第20話 〜サラマンダーの襲来〜
第4章 〜烈火の支配者バルギアス〜
ーー魔王城
『…勇者が選ばれたか……』
窓から雷鳴轟く空を眺めながら呟く魔王ゼノス。
『…終わらせる訳にはいかんな………バルギアス!!』
『は!…ここに!』
誰もいないはずの謁見の間に忽然と現れるバルギアスと呼ばれた男。
赤く燃え上がる様な髪に長い耳と八重歯、背中には漆黒の翼があった。
『勇者が誕生した』
『ほほう、ゼノス様以降、500年ぶりですなぁ』
皮肉交じりにバルギアスが言う。
『ふっ、お前は前魔王から仕える最古柱だからな…奴らが大きくなる前に潰せ』
バルギアスの言葉を軽く流し、支持を出す。
『はっ!』
そしてバルギアスは再び闇に消えた。
『あの破壊神には成すすべもあるまい…』
ーーーーーー
ーー
レオン一行は登山をしていた。
次の街に向かう為に、山を超える必要があった。
今朝方に麓の町を出て、昼過ぎに頂上付近へ近づいてきた。
遥か昔は火山地帯だった様で、視界に広がるのは溶岩石ばかり、草木は生えていない。
「近道だからって…こんな足場の悪いとこ通らなくても良かったんじゃないか?」
「何言ってるのよ!溶岩石にはマグマに溶け飛んだ地中成分が豊富で魔術研究に必須なのよ!」
そう、この登山は素材採取も目的の一つなのだった。
「やっぱり、火口付近の方が魔力濃度が高いわね…」
「元活火山だ、火竜の巣が近ぇらしい、注意するに越した事はない」
カインの言葉も尤もだと、警戒しながら進む面々。
クアァァォ!
そんな事を言っていると上空から吼える声が聞こえた。
空を見上げると3体の飛翔体がいた。
「くっ、火竜か……」
「……!!?違う!!サラマンダーだ!!」
サラマンダーが放った火球が一行を襲う。
「ぬぅぅん!!」
ガイダルが大きな盾を作り出し、火球を防ぐ。
「アイスショット!」
セノンの呪文で氷の散弾がサラマンダーを襲う。
避けるために散開するサラマンダー。
「各個撃破だ!」
レオンとエリシア、セノンとカイン、ガイダルの3組に分かれて戦闘に入る。
ガイダルは盾で攻撃を防ぎつつ、接近戦に持ち込んでいく。
「アンタと組むとはね…」
「もう1年も旅してるんだ。
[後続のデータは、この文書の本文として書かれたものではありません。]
// Copyright 2026 Phillip Cloud
// Licensed under the Apache License, Version 2.0

use anyhow::{Context, Result, bail};
use rollcall_app::{
    BatchReceipt, BlockId, CODE_FIELD, ChildDocument, DocPath, EntryEncoding, FULL_NAME_FIELD,
    Fields, HierarchyLayout, HierarchyStore, LINE_NUMBER_FIELD, LineId, NAME_FIELD, STATUS_FIELD,
    Status, UnitId, WriteOp, apply_field_writes, encode_entry,
};
use serde_json::Value;
use std::collections::{BTreeMap, HashMap};
use std::path::PathBuf;
use std::sync::{Mutex, MutexGuard, PoisonError};
use time::OffsetDateTime;
use time::macros::datetime;

const FIRST_NAMES: [&str; 16] = [
    "Ana", "Bruno", "Carla", "Davi", "Elisa", "Felipe", "Gabriela", "Heitor", "Isabela", "João",
    "Larissa", "Marcos", "Natália", "Otávio", "Paula", "Rafael",
];
const LAST_NAMES: [&str; 14] = [
    "Silva", "Souza", "Oliveira", "Santos", "Lima", "Pereira", "Ferreira", "Costa", "Rodrigues",
    "Almeida", "Nascimento", "Carvalho", "Gomes", "Ribeiro",
];
const CODE_PREFIXES: [&str; 8] = ["AB", "CD", "EF", "GH", "JK", "MN", "PQ", "RS"];
const AREA_CODES: [&str; 6] = ["11", "21", "31", "41", "51", "61"];

struct DeterministicRng {
    state: u64,
}

impl DeterministicRng {
    fn new(seed: u64) -> Self {
        let mut state = seed ^ 0x9E37_79B9_7F4A_7C15;
        if state == 0 {
            state = 0xA409_3822_299F_31D0;
        }
        Self { state }
    }

    fn next_u64(&mut self) -> u64 {
        self.state = self
            .state
            .wrapping_mul(6_364_136_223_846_793_005)
            .wrapping_add(1_442_695_040_888_963_407);

        let mut x = self.state;
        x ^= x >> 13;
        x ^= x << 7;
        x ^= x >> 17;
        x
    }

    fn int_n(&mut self, n: usize) -> usize {
        if n <= 1 {
            return 0;
        }
        (self.next_u64() % (n as u64)) as usize
    }

    fn bool(&mut self) -> bool {
        (self.next_u64() & 1) == 1
    }
}

/// One generated leaf: its local id and the record stored for it.
#[derive(Debug, Clone, PartialEq)]
pub struct FakeContact {
    pub local_id: String,
    pub fields: Fields,
}

/// Seedable generator of contact records shaped like the production tree.
pub struct ContactFaker {
    rng: DeterministicRng,
    issued: usize,
}

impl ContactFaker {
    pub fn new(seed: u64) -> Self {
        let normalized = if seed == 0 { 1 } else { seed };
        Self {
            rng: DeterministicRng::new(normalized),
            issued: 0,
        }
    }

    pub fn contact(&mut self) -> FakeContact {
        self.issued += 1;
        let first = self.pick(&FIRST_NAMES);
        let last = self.pick(&LAST_NAMES);

        let mut fields = Fields::new();
        fields.insert(CODE_FIELD.to_owned(), Value::String(self.code()));
        fields.insert(NAME_FIELD.to_owned(), Value::String(first.to_owned()));
        if self.rng.bool() {
            fields.insert(
                FULL_NAME_FIELD.to_owned(),
                Value::String(format!("{first} {last}")),
            );
        }
        fields.insert(
            LINE_NUMBER_FIELD.to_owned(),
            Value::String(self.line_number()),
        );
        fields.insert(
            STATUS_FIELD.to_owned(),
            Value::String(self.status().as_str().to_owned()),
        );

        FakeContact {
            local_id: format!("c{:03}", self.issued),
            fields,
        }
    }

    pub fn contacts(&mut self, count: usize) -> Vec<FakeContact> {
        (0..count).map(|_| self.contact()).collect()
    }

    pub fn code(&mut self) -> String {
        let prefix = self.pick(&CODE_PREFIXES);
        format!("{prefix}-{:04}", self.rng.int_n(10_000))
    }

    pub fn line_number(&mut self) -> String {
        let area = self.pick(&AREA_CODES);
        format!("{area}9{:08}", self.rng.int_n(100_000_000))
    }

    pub fn status(&mut self) -> Status {
        Status::ALL[self.rng.int_n(Status::ALL.len())]
    }

    fn pick<'a>(&mut self, items: &'a [&'a str]) -> &'a str {
        items[self.rng.int_n(items.len())]
    }
}

#[derive(Debug, Clone, PartialEq, Eq)]
pub enum StoreCall {
    ListChildren(String),
    GetRecord(String),
    BatchUpdate(usize),
}

/// In-memory [`HierarchyStore`] with per-path failure injection and a log
/// of every call it served.
#[derive(Default)]
pub struct MemoryStore {
    docs: Mutex<BTreeMap<DocPath, Fields>>,
    failures: Mutex<HashMap<String, String>>,
    commit_failure: Mutex<Option<String>>,
    calls: Mutex<Vec<StoreCall>>,
}

impl MemoryStore {
    pub fn new() -> Self {
        Self::default()
    }

    /// Stores `data` (a JSON object) at the slash-separated document path.
    pub fn insert(&self, path: &str, data: Value) -> Result<()> {
        let path = DocPath::parse(path)?;
        if !path.is_document() {
            bail!("{path} is a collection path, not a document path");
        }
        let Value::Object(fields) = data else {
            bail!("document data for {path} must be a JSON object");
        };
        lock(&self.docs).insert(path, fields);
        Ok(())
    }

    /// Stores one document per contact under the block's leaf collection.
    pub fn put_document_block(
        &self,
        layout: &HierarchyLayout,
        unit: &str,
        line: &str,
        block: &str,
        contacts: &[FakeContact],
    ) -> Result<()> {
        let (unit, line, block) = ids(unit, line, block);
        let mut docs = lock(&self.docs);
        docs.entry(layout.block_record(&unit, &line, &block))
            .or_default();
        for contact in contacts {
            let path = layout
                .leaves(&unit, &line, &block)
                .child(&contact.local_id);
            docs.insert(path, contact.fields.clone());
        }
        Ok(())
    }

    /// Stores the contacts as entries of the block record's map field.
    pub fn put_map_block(
        &self,
        layout: &HierarchyLayout,
        unit: &str,
        line: &str,
        block: &str,
        contacts: &[FakeContact],
        encoding: EntryEncoding,
    ) -> Result<()> {
        let (unit, line, block) = ids(unit, line, block);
        let mut entries = Fields::new();
        for contact in contacts {
            entries.insert(
                contact.local_id.clone(),
                encode_entry(&contact.fields, encoding)?,
            );
        }
        let mut record = Fields::new();
        record.insert(layout.map_field.clone(), Value::Object(entries));
        lock(&self.docs).insert(layout.block_record(&unit, &line, &block), record);
        Ok(())
    }

    pub fn document(&self, path: &str) -> Option<Fields> {
        let path = DocPath::parse(path).ok()?;
        lock(&self.docs).get(&path).cloned()
    }

    /// Makes every list or get on `path` fail with `detail`.
    pub fn fail_path(&self, path: &str, detail: &str) {
        lock(&self.failures).insert(path.trim_matches('/').to_owned(), detail.to_owned());
    }

    pub fn heal_path(&self, path: &str) {
        lock(&self.failures).remove(path.trim_matches('/'));
    }

    pub fn fail_commits(&self, detail: &str) {
        *lock(&self.commit_failure) = Some(detail.to_owned());
    }

    pub fn heal_commits(&self) {
        *lock(&self.commit_failure) = None;
    }

    pub fn calls(&self) -> Vec<StoreCall> {
        lock(&self.calls).clone()
    }

    pub fn commit_count(&self) -> usize {
        lock(&self.calls)
            .iter()
            .filter(|call| matches!(call, StoreCall::BatchUpdate(_)))
            .count()
    }

    fn check_failure(&self, path: &DocPath) -> Result<()> {
        if let Some(detail) = lock(&self.failures).get(&path.to_string()) {
            bail!("{detail}");
        }
        Ok(())
    }
}

impl HierarchyStore for MemoryStore {
    fn list_children(&self, collection: &DocPath) -> Result<Vec<ChildDocument>> {
        lock(&self.calls).push(StoreCall::ListChildren(collection.to_string()));
        self.check_failure(collection)?;

        let depth = collection.segments().len();
        let mut children: BTreeMap<String, Option<Fields>> = BTreeMap::new();
        for (path, fields) in lock(&self.docs).iter() {
            let segments = path.segments();
            if segments.len() <= depth || !segments.starts_with(collection.segments()) {
                continue;
            }
            let id = segments[depth].clone();
            if segments.len() == depth + 1 {
                children.insert(id, Some(fields.clone()));
            } else {
                children.entry(id).or_insert(None);
            }
        }

        Ok(children
            .into_iter()
            .map(|(id, data)| ChildDocument { id, data })
            .collect())
    }

    fn get_record(&self, path: &DocPath) -> Result<Option<Fields>> {
        lock(&self.calls).push(StoreCall::GetRecord(path.to_string()));
        self.check_failure(path)?;
        Ok(lock(&self.docs).get(path).cloned())
    }

    fn batch_update(&self, ops: &[WriteOp]) -> Result<BatchReceipt> {
        lock(&self.calls).push(StoreCall::BatchUpdate(ops.len()));
        if let Some(detail) = lock(&self.commit_failure).as_ref() {
            bail!("{detail}");
        }

        let mut docs = lock(&self.docs);
        for op in ops {
            if !docs.contains_key(&op.path) {
                bail!("no document to update at {}", op.path);
            }
        }
        for op in ops {
            if let Some(record) = docs.get_mut(&op.path) {
                apply_field_writes(record, &op.fields);
            }
        }

        Ok(BatchReceipt {
            writes: ops.len(),
            committed_at: Some(fixture_datetime()),
        })
    }
}

fn lock<T>(mutex: &Mutex<T>) -> MutexGuard<'_, T> {
    mutex.lock().unwrap_or_else(PoisonError::into_inner)
}

fn ids(unit: &str, line: &str, block: &str) -> (UnitId, LineId, BlockId) {
    (UnitId::from(unit), LineId::from(line), BlockId::from(block))
}

pub fn temp_db_path() -> Result<(tempfile::TempDir, PathBuf)> {
    let dir = tempfile::tempdir().context("create temp dir")?;
    let db_path = dir.path().join("rollcall.db");
    Ok((dir, db_path))
}

pub fn fixture_datetime() -> OffsetDateTime {
    datetime!(2026-02-19 12:34:56 UTC)
}

#[cfg(test)]
mod tests {
    use super::{ContactFaker, MemoryStore, StoreCall};
    use anyhow::Result;
    use rollcall_app::{
        CODE_FIELD, DocPath, EntryEncoding, FieldPath, HierarchyLayout, HierarchyStore,
        STATUS_FIELD, WriteOp, field_text,
    };
    use serde_json::json;
    use std::collections::BTreeSet;

    #[test]
    fn same_seed_same_contacts() {
        let mut left = ContactFaker::new(42);
        let mut right = ContactFaker::new(42);
        assert_eq!(left.contacts(5), right.contacts(5));
    }

    #[test]
    fn contacts_carry_code_line_and_status() {
        let mut faker = ContactFaker::new(7);
        for contact in faker.contacts(20) {
            assert!(field_text(&contact.fields, CODE_FIELD).is_some());
            assert!(field_text(&contact.fields, STATUS_FIELD).is_some());
            assert!(contact.local_id.starts_with('c'));
        }
    }

    #[test]
    fn variety_across_seeds() {
        let codes: BTreeSet<String> = (1..=10)
            .map(|seed| ContactFaker::new(seed).code())
            .collect();
        assert!(codes.len() > 5);
    }

    #[test]
    fn listing_reports_prefix_only_parents_as_missing() -> Result<()> {
        let store = MemoryStore::new();
        store.insert("contatos/AA/celulares/L1/blocos/B1", json!({}))?;

        let units = store.list_children(&DocPath::collection("contatos"))?;
        assert_eq!(units.len(), 1);
        assert_eq!(units[0].id, "AA");
        assert!(units[0].data.is_none());

        let blocks = store.list_children(&DocPath::parse("contatos/AA/celulares/L1/blocos")?)?;
        assert_eq!(blocks[0].data, Some(Default::default()));
        Ok(())
    }

    #[test]
    fn injected_failures_hit_only_their_path() -> Result<()> {
        let store = MemoryStore::new();
        store.insert("contatos/AA", json!({}))?;
        store.fail_path("contatos", "unavailable");

        let error = store
            .list_children(&DocPath::collection("contatos"))
            .expect_err("injected failure");
        assert_eq!(error.to_string(), "unavailable");
        assert!(store.get_record(&DocPath::parse("contatos/AA")?)?.is_some());

        store.heal_path("contatos");
        assert_eq!(store.list_children(&DocPath::collection("contatos"))?.len(), 1);
        Ok(())
    }

    #[test]
    fn batch_update_is_all_or_nothing() -> Result<()> {
        let store = MemoryStore::new();
        store.insert("c/a", json!({"STATUS": "S"}))?;
        let ops = [
            WriteOp::new(DocPath::parse("c/a")?).set(FieldPath::single("STATUS"), json!("A")),
            WriteOp::new(DocPath::parse("c/missing")?).set(FieldPath::single("STATUS"), json!("A")),
        ];

        store.batch_update(&ops).expect_err("missing document");

        assert_eq!(
            store.document("c/a").and_then(|doc| doc.get("STATUS").cloned()),
            Some(json!("S"))
        );
        assert_eq!(store.calls(), vec![StoreCall::BatchUpdate(2)]);
        Ok(())
    }

    #[test]
    fn map_blocks_keep_their_entry_encoding() -> Result<()> {
        let store = MemoryStore::new();
        let layout = HierarchyLayout::default();
        let contacts = ContactFaker::new(3).contacts(2);
        store.put_map_block(&layout, "AA", "L1", "B1", &contacts, EntryEncoding::Text)?;

        let record = store
            .document("contatos/AA/celulares/L1/blocos/B1")
            .unwrap_or_default();
        let entries = record
            .get("codigos")
            .and_then(|value| value.as_object())
            .cloned()
            .unwrap_or_default();
        assert_eq!(entries.len(), 2);
        assert!(entries.values().all(|entry| entry.is_string()));
        Ok(())
    }
}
ぞろぞろ信頼してくれよ」
「まだね!背中預けるには早いわね!」
カインの言葉に笑顔で答えるセノン。
その言葉の端々からは本気ではない事が伺える。
この一年でしっかりと「仲間」になっていた。
カインの影から躍り出た分身がサラマンダーに絡みつく。
動きを制限され、地上に落下するサラマンダー。
「フローズン•コフィン!」
氷の牢獄がサラマンダーを覆い、その一体を消滅させた。
「俺達もやるぞ!」
「はい!レオン様」
迂回しているサラマンダーを追って走ってきた二人。
「光刀波!!」
尖先から放った光の刃がサラマンダーを襲う。
「アースバイド!!」
怯んだ所をエリシアの束縛魔法が捉える。
「おりゃあ!!」
レオンの聖剣がサラマンダーの首を刎ね、活動を停止させた。
その頃、ガイダルもサラマンダーを一体、倒していた。
盾による突進で怯んだ所を戦斧で身体を真っ二つに切り裂いていた。
無傷で集まった面々。
「なんとかなったな」
「連携も取れて来たぞい」
この勝利は、魔王敗戦から実力が上がった自分たちを鼓舞するものとなった。